• _About this exercise_:
Using the listing that follows, report how many lines include the word "UpgradeSubmission", and add no other words.

• _Dataset records_:

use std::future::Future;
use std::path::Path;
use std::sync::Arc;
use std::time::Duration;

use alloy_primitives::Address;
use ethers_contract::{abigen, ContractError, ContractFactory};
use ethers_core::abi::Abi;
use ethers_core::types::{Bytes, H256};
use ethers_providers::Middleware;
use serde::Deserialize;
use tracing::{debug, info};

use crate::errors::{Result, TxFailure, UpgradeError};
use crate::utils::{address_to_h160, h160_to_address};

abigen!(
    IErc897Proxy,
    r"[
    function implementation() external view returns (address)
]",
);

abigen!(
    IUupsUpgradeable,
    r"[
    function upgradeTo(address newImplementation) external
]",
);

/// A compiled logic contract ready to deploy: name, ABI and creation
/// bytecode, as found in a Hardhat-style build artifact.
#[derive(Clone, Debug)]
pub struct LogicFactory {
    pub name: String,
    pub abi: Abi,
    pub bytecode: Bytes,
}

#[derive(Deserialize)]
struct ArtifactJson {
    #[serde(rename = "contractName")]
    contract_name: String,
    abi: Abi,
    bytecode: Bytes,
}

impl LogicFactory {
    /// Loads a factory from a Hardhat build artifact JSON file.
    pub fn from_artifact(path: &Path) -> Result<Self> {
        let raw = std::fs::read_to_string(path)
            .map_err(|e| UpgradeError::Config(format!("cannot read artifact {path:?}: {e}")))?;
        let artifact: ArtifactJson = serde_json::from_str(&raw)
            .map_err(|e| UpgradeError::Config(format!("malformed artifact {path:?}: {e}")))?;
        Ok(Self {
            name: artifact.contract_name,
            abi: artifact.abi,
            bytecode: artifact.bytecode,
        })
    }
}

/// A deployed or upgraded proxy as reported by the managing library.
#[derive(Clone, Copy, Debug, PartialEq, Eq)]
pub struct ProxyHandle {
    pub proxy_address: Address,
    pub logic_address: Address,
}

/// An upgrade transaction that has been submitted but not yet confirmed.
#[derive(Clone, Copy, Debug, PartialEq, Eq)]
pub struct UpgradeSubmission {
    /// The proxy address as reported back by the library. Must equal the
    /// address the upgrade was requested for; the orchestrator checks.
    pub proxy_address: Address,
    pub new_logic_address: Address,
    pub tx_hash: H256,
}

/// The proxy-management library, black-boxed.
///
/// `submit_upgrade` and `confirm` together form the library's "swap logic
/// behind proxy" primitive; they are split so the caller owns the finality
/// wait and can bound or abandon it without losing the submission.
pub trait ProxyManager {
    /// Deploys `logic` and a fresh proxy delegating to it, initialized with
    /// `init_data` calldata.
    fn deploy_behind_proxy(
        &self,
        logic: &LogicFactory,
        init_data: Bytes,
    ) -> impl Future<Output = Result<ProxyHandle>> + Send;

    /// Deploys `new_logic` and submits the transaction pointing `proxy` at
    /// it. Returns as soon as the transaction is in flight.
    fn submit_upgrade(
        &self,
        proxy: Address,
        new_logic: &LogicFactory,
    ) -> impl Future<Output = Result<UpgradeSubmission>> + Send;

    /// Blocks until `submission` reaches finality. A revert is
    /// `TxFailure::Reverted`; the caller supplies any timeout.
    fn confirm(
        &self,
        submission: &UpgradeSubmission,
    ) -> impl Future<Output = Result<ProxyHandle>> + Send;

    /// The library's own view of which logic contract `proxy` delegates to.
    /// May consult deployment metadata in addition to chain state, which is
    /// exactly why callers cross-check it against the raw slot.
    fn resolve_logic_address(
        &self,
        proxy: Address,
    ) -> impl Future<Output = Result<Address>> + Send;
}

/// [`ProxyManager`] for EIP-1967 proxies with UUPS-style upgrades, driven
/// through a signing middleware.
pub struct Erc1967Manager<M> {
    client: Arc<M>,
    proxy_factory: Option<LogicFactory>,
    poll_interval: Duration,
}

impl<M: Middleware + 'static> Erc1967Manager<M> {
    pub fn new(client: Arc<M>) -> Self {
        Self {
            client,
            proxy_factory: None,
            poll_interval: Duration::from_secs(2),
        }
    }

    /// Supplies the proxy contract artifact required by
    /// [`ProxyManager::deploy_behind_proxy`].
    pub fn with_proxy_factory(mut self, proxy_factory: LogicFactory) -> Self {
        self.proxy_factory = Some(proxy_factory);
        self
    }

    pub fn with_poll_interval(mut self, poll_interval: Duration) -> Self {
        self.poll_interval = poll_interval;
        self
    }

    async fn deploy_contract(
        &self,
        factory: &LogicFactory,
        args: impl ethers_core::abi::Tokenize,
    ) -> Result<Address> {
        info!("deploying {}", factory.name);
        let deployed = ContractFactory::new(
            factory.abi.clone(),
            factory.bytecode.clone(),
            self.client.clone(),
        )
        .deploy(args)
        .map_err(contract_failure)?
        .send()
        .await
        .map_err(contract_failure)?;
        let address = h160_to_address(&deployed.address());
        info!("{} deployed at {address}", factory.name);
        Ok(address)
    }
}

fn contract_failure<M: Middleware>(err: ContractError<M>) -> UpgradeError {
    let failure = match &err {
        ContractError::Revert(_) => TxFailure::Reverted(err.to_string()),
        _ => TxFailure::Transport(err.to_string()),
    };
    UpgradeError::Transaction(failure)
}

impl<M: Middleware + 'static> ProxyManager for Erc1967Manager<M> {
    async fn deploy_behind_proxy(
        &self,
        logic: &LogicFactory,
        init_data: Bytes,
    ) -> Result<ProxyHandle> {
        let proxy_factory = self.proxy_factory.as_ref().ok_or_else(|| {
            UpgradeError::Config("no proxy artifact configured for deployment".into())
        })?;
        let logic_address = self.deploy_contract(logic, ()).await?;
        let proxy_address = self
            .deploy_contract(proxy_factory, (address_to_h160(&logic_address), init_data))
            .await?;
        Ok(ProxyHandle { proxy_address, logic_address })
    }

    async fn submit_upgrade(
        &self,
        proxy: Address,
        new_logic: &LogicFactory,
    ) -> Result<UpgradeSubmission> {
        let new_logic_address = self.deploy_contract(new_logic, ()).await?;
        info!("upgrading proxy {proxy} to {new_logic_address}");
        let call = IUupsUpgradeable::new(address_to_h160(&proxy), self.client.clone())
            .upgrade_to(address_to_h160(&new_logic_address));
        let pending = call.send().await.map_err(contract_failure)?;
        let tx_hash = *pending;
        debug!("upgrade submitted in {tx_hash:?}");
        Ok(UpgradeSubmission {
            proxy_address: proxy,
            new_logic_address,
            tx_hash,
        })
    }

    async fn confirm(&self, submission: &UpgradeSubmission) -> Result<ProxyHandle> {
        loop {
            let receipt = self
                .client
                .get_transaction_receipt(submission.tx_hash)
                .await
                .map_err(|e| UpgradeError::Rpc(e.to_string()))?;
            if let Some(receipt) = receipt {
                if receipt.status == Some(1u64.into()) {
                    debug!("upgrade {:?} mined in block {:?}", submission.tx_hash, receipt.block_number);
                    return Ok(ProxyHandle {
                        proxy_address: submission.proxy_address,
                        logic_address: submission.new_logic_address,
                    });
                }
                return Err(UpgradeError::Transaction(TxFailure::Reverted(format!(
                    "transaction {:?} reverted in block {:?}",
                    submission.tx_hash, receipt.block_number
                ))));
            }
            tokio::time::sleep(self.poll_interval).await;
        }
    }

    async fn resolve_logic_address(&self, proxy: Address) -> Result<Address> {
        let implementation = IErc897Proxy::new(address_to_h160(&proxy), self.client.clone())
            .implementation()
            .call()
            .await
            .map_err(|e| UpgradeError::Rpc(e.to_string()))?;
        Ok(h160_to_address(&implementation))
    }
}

• _Answer to the exercise_:
6